Mainstream schools as well as special schools were included in the plan to provide an in-school programme and the hours were increased to 40 for a home-based programme where the school-based option wasn’t available. The Department of Education, according to its own literature, “considers that school-based programmes provide a more holistic experience for students and help retain the important connection with school and peers… However, the Department recognises that not all schools will be in a position to provide a school-based programme, so a home-based programme continues to be available…”
Under the home-based programme parents find their own tutor — the Department primarily suggests a teacher or SNA — but this year, graduate teachers and some undergraduate teachers can provide the hours. However, as parents and an SNA based in Co Dublin told me, not even these teachers want to do it.

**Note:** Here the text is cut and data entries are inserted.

//! # Money Module
//!
//! Provides the `Money` type for handling monetary values safely.
//!
//! ## Why Integer Money?
//! ```text
//! ┌─────────────────────────────────────────────────────────────────────────┐
//! │  THE FLOATING POINT PROBLEM                                             │
//! │                                                                         │
//! │  In floating point:                                                     │
//! │    0.1 + 0.2 = 0.30000000000000004  ❌ WRONG!                           │
//! │                                                                         │
//! │  In a 240-month amortization schedule that error compounds row by      │
//! │  row until the closing balance never reaches zero.                     │
//! │                                                                         │
//! │  OUR SOLUTION: Integer Centavos                                         │
//! │    Every persisted monetary value is an i64 count of the smallest      │
//! │    currency unit. The annuity formula still runs in f64, but rounds    │
//! │    to centavos exactly once per row, and the final row absorbs the     │
//! │    residue so the balance lands on 0 by construction.                  │
//! │                                                                         │
//! └─────────────────────────────────────────────────────────────────────────┘
//! ```

use serde::{Deserialize, Serialize};
use std::fmt;
use std::ops::{Add, AddAssign, Sub, SubAssign};

// =============================================================================
// Money Type
// =============================================================================

/// A monetary value in the smallest currency unit (centavos).
///
/// ## Design Decisions
/// - **i64 (signed)**: intermediate ledger math may go negative (e.g. the
///   remaining-balance check), even though persisted amounts never do
/// - **Single field tuple struct**: zero-cost abstraction over i64
/// - **Serialized as a bare number**: the wire format is centavos, the same
///   unit the payment processor reports
#[derive(
    Debug, Clone, Copy, PartialEq, Eq, PartialOrd, Ord, Hash, Serialize, Deserialize, Default,
)]
pub struct Money(i64);

impl Money {
    /// Creates a Money value from centavos.
    ///
    /// ## Example
    /// ```rust
    /// use predio_core::money::Money;
    ///
    /// let price = Money::from_cents(1_500_000_00); // $1,500,000.00
    /// assert_eq!(price.cents(), 1_500_000_00);
    /// ```
    #[inline]
    pub const fn from_cents(cents: i64) -> Self {
        Money(cents)
    }

    /// Creates a Money value from a decimal amount in major units (pesos),
    /// rounding half away from zero to the nearest centavo.
    ///
    /// This is the entry point for API payloads, which carry decimal
    /// amounts (`"montoEnganche": 10000.50`). Everything downstream of the
    /// boundary works in centavos.
    ///
    /// ## Example
    /// ```rust
    /// use predio_core::money::Money;
    ///
    /// assert_eq!(Money::from_f64(10000.50).cents(), 1_000_050);
    /// assert_eq!(Money::from_f64(0.005).cents(), 1);
    /// ```
    #[inline]
    pub fn from_f64(amount: f64) -> Self {
        Money((amount * 100.0).round() as i64)
    }

    /// Returns the value in centavos.
    #[inline]
    pub const fn cents(&self) -> i64 {
        self.0
    }

    /// Returns the value as a decimal amount in major units (display only).
    #[inline]
    pub fn to_f64(&self) -> f64 {
        self.0 as f64 / 100.0
    }

    /// Returns zero money value.
    #[inline]
    pub const fn zero() -> Self {
        Money(0)
    }

    /// Checks if the value is zero.
    #[inline]
    pub const fn is_zero(&self) -> bool {
        self.0 == 0
    }

    /// Checks if the value is positive (greater than zero).
    #[inline]
    pub const fn is_positive(&self) -> bool {
        self.0 > 0
    }

    /// Checks if the value is negative (less than zero).
    #[inline]
    pub const fn is_negative(&self) -> bool {
        self.0 < 0
    }

    /// Applies a basis-point rate to this amount, rounding half up.
    ///
    /// Used for the one-shot late fee (`amount_due.percent_bps(500)` = 5%)
    /// and for commission milestones.
    ///
    /// ## Implementation
    /// Integer math in i128: `(cents * bps + 5000) / 10000`.
    /// The +5000 provides half-up rounding (5000/10000 = 0.5) without ever
    /// touching floating point.
    ///
    /// ## Example
    /// ```rust
    /// use predio_core::money::Money;
    ///
    /// let due = Money::from_cents(7_912_43); // $7,912.43
    /// assert_eq!(due.percent_bps(500).cents(), 395_62); // 5% late fee
    /// ```
    pub fn percent_bps(&self, bps: u32) -> Money {
        // i128 to prevent overflow on large amounts
        let cents = (self.0 as i128 * bps as i128 + 5_000) / 10_000;
        Money::from_cents(cents as i64)
    }
}

// =============================================================================
// Trait Implementations
// =============================================================================

/// Display implementation shows money in a human-readable format.
///
/// For logs and error messages. The front end formats its own numbers.
impl fmt::Display for Money {
    fn fmt(&self, f: &mut fmt::Formatter<'_>) -> fmt::Result {
        let sign = if self.0 < 0 { "-" } else { "" };
        write!(f, "{}${}.{:02}", sign, (self.0 / 100).abs(), (self.0 % 100).abs())
    }
}

impl Add for Money {
    type Output = Self;

    #[inline]
    fn add(self, other: Self) -> Self {
        Money(self.0 + other.0)
    }
}

impl AddAssign for Money {
    #[inline]
    fn add_assign(&mut self, other: Self) {
        self.0 += other.0;
    }
}

impl Sub for Money {
    type Output = Self;

    #[inline]
    fn sub(self, other: Self) -> Self {
        Money(self.0 - other.0)
    }
}

impl SubAssign for Money {
    #[inline]
    fn sub_assign(&mut self, other: Self) {
        self.0 -= other.0;
    }
}

// =============================================================================
// Unit Tests
// =============================================================================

For the most part, a parent involved with an advocacy group said, the children who have a disability but attend mainstream school are being provided with the home-based programme by SNAs, who are paid €16.77 per hour, compared to €43.34 per hour for a primary teacher and €47.55 per hour for a post-primary teacher. Think about how much you pay your babysitter, straight into their hand, and now think again about what’s being asked of these providers.
The SNAs — who are already keeping schools afloat by doing much more than their official work — are mostly working in the summer programme out of love for the children.
Clearly it’s not for the money, but that’s only further zoning off children with a disability as charity cases.
For children with more complex needs, the home-based programme is almost impossible to make happen. “You’re not going to hand your child over to a complete stranger,” one mother said with a catch in her throat, “if your child is non-verbal.” Last summer, as Wayne O’Connor recently covered in this paper, only 30pc of special schools ran the summer programme.
This year, it’s going to be much worse. According to a parent who has been at the table with the Department of Education trying to reshape the programme, the interest is there in Government, as well as the will and flexibility to make it work. Everyone wants to make it work, that’s clear. But how can it work, if so few will actually work it?
No parent I spoke to had any ill-will towards the schools or teachers. They know it’s hard work.
Too right they know. For many, a long summer of it stretches ahead.